- Work instruction -
If a line below contains the string "InvalidKey", copy it out.

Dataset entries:
//! Error types for Vault core operations.
//!
//! This module defines the error hierarchy for all core operations.
//! Errors are descriptive at the core level; `kind()` groups them into the
//! categories a transport layer reports, and `client_message()` gives the
//! text that is safe to hand back to an untrusted caller.

use thiserror::Error;
use uuid::Uuid;

/// Result type alias for Vault operations.
pub type Result<T> = std::result::Result<T, VaultError>;

/// Core error type for Vault operations.
#[derive(Debug, Error)]
pub enum VaultError {
    /// Key length does not match the cipher's key size
    #[error("Invalid key: expected {expected} bytes, got {actual}")]
    InvalidKey { expected: usize, actual: usize },

    /// Ciphertext could not be decoded or is shorter than one IV
    #[error("Malformed ciphertext: {0}")]
    MalformedCiphertext(String),

    /// Session token signature does not match the server secret
    #[error("Session token signature is invalid")]
    InvalidSignature,

    /// Session token is past its expiry
    #[error("Session token has expired")]
    TokenExpired,

    /// Session token cannot be parsed
    #[error("Malformed session token: {0}")]
    MalformedToken(String),

    /// Unknown login or wrong password
    #[error("Invalid login or password")]
    InvalidCredentials,

    /// Login is already registered
    #[error("Login already registered: {0}")]
    DuplicateLogin(String),

    /// Record absent, or owned by another user
    #[error("Record not found: {0}")]
    RecordNotFound(Uuid),

    /// Data validation error
    #[error("Validation error: {0}")]
    Validation(String),

    /// Randomness or hashing failure
    #[error("Encryption error: {0}")]
    Crypto(String),

    /// Storage backend error (generic)
    #[error("Storage error: {0}")]
    Storage(String),

    /// SQLite-specific storage error
    #[error("SQLite error: {source}")]
    Sqlite {
        #[from]
        source: rusqlite::Error,
    },
}

/// Coarse error categories reported to callers.
#[derive(Debug, Clone, Copy, PartialEq, Eq)]
pub enum ErrorKind {
    /// Malformed identifier, payload, key or ciphertext
    Validation,
    /// Wrong credentials or an invalid, expired or tampered token
    Auth,
    /// Login already taken
    Conflict,
    /// Record absent or not owned by the caller
    NotFound,
    /// Storage collaborator failure
    Storage,
    /// Unexpected internal failure
    Internal,
}

impl VaultError {
    /// Classify this error.
    pub fn kind(&self) -> ErrorKind {
        match self {
            VaultError::InvalidKey { .. }
            | VaultError::MalformedCiphertext(_)
            | VaultError::Validation(_) => ErrorKind::Validation,
            VaultError::InvalidSignature
            | VaultError::TokenExpired
            | VaultError::MalformedToken(_)
            | VaultError::InvalidCredentials => ErrorKind::Auth,
            VaultError::DuplicateLogin(_) => ErrorKind::Conflict,
            VaultError::RecordNotFound(_) => ErrorKind::NotFound,
            VaultError::Storage(_) | VaultError::Sqlite { .. } => ErrorKind::Storage,
            VaultError::Crypto(_) => ErrorKind::Internal,
        }
    }

    /// Message that is safe to return to an untrusted caller.
    ///
    /// Every authentication failure yields the same text.
    pub fn client_message(&self) -> String {
        match self.kind() {
            ErrorKind::Auth => "Authentication failed".to_string(),
            ErrorKind::Internal => "Internal error".to_string(),
            _ => self.to_string(),
        }
    }
}

impl From<std::io::Error> for VaultError {
    fn from(err: std::io::Error) -> Self {
        VaultError::Storage(err.to_string())
    }
}

impl From<serde_json::Error> for VaultError {
    fn from(err: serde_json::Error) -> Self {
        VaultError::Validation(err.to_string())
    }
}
//! Vault CLI - a personal secret store with per-user encryption
//!
//! This is the command-line interface for Vault. It provides a user-friendly
//! interface to the core library functionality.

mod app;
mod cli;
mod commands;
mod config;
mod constants;
mod errors;
mod output;
mod security;

use clap::Parser;
use tracing_subscriber::layer::SubscriberExt;
use tracing_subscriber::util::SubscriberInitExt;
use tracing_subscriber::EnvFilter;
use vault_core::VaultError;

use crate::app::AppContext;
use crate::cli::{Cli, Commands};
use crate::commands::{account, binary, card, init, misc, text};
use crate::constants::env;
use crate::errors::CliError;

fn main() {
    init_tracing();

    let cli = Cli::parse();
    let ctx = AppContext::new(&cli);

    if let Err(err) = run(&ctx, &cli) {
        if let Some(cli_err) = err.downcast_ref::<CliError>() {
            cli_err.exit();
        }
        if let Some(cli_err) = err.downcast_ref::<VaultError>().and_then(CliError::from_vault) {
            cli_err.exit();
        }
        eprintln!("Error: {:#}", err);
        std::process::exit(1);
    }
}

/// Log to stderr, filtered by VAULT_LOG (default `warn`).
fn init_tracing() {
    let filter = EnvFilter::try_from_env(env::LOG).unwrap_or_else(|_| EnvFilter::new("warn"));
    tracing_subscriber::registry()
        .with(filter)
        .with(tracing_subscriber::fmt::layer().with_writer(std::io::stderr))
        .init();
}

fn run(ctx: &AppContext, cli: &Cli) -> anyhow::Result<()> {
    match &cli.command {
        Commands::Init(args) => init::handle_init(ctx, args),
        Commands::Register(args) => account::handle_register(ctx, args),
        Commands::Login(args) => account::handle_login(ctx, args),
        Commands::Logout => account::handle_logout(ctx),
        Commands::Whoami { json } => account::handle_whoami(ctx, *json),
        Commands::Text(command) => text::handle_text(ctx, command),
        Commands::Binary(command) => binary::handle_binary(ctx, command),
        Commands::Card(command) => card::handle_card(ctx, command),
        Commands::Completions { shell } => misc::handle_completions(*shell),
    }
}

- Answer to this exercise -
    InvalidKey { expected: usize, actual: usize },
            VaultError::InvalidKey { .. }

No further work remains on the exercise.